▶ Problem description:
The entries below contain a line with "pub struct CreateProductRequest" and a line with "applied as given.". Quote exactly those two lines and all lines between them.

▶ Records provided:
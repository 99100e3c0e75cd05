use rust_decimal::Decimal;
use serde::{Deserialize, Serialize};
use uuid::Uuid;

use crate::categories::repo_types::Category;
use crate::products::repo_types::Product;

/// Request body for creating a product. Presence of the required fields is
/// checked in the handler.
#[derive(Debug, Deserialize)]
#[serde(rename_all = "camelCase")]
pub struct CreateProductRequest {
    pub name: Option<String>,
    pub price: Option<Decimal>,
    pub stock: Option<i32>,
    pub category_id: Option<Uuid>,
}

/// Partial update. `None` means "leave the field alone"; an explicit zero
/// arrives as `Some(0)` and is applied as given.
#[derive(Debug, Deserialize)]
#[serde(rename_all = "camelCase")]
pub struct UpdateProductRequest {
    pub name: Option<String>,
    pub price: Option<Decimal>,
    pub stock: Option<i32>,
    pub category_id: Option<Uuid>,
}

/// Product plus its category as resolved at read time. A product whose
/// category has been soft-deleted renders with `category: null`.
#[derive(Debug, Serialize)]
pub struct ProductWithCategory {
    #[serde(flatten)]
    pub product: Product,
    pub category: Option<Category>,
}

#[cfg(test)]
mod tests {
    use super::*;
    use time::macros::datetime;

    #[test]
    fn absent_fields_stay_distinct_from_zeros() {
        let empty: UpdateProductRequest = serde_json::from_str("{}").unwrap();
        assert!(empty.price.is_none());
        assert!(empty.stock.is_none());

        let zeroed: UpdateProductRequest =
            serde_json::from_str(r#"{"price":0,"stock":0}"#).unwrap();
        assert_eq!(zeroed.price, Some(Decimal::ZERO));
        assert_eq!(zeroed.stock, Some(0));
    }

    #[test]
    fn category_reference_uses_camel_case_key() {
        let payload: CreateProductRequest = serde_json::from_str(
            r#"{"name":"Tea","price":"4.50","categoryId":"00000000-0000-0000-0000-000000000000"}"#,
        )
        .unwrap();
        assert_eq!(payload.category_id, Some(Uuid::nil()));
        assert!(payload.stock.is_none());
    }

    #[test]
    fn orphaned_product_serializes_with_null_category() {
        let product = Product {
            id: Uuid::nil(),
            name: "Tea".into(),
            price: Decimal::new(450, 2),
            stock: 3,
            category_id: Uuid::nil(),
            created_at: datetime!(2024-05-01 12:00:00 UTC),
            updated_at: datetime!(2024-05-01 12:00:00 UTC),
        };

        let json = serde_json::to_value(&ProductWithCategory {
            product,
            category: None,
        })
        .unwrap();

        // Product fields flatten to the top level next to the join result.
        assert_eq!(json["name"], "Tea");
        assert!(json["categoryId"].is_string());
        assert!(json["category"].is_null());
    }
}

▶ Response to the task:
pub struct CreateProductRequest {
    pub name: Option<String>,
    pub price: Option<Decimal>,
    pub stock: Option<i32>,
    pub category_id: Option<Uuid>,
}

/// Partial update. `None` means "leave the field alone"; an explicit zero
/// arrives as `Some(0)` and is applied as given.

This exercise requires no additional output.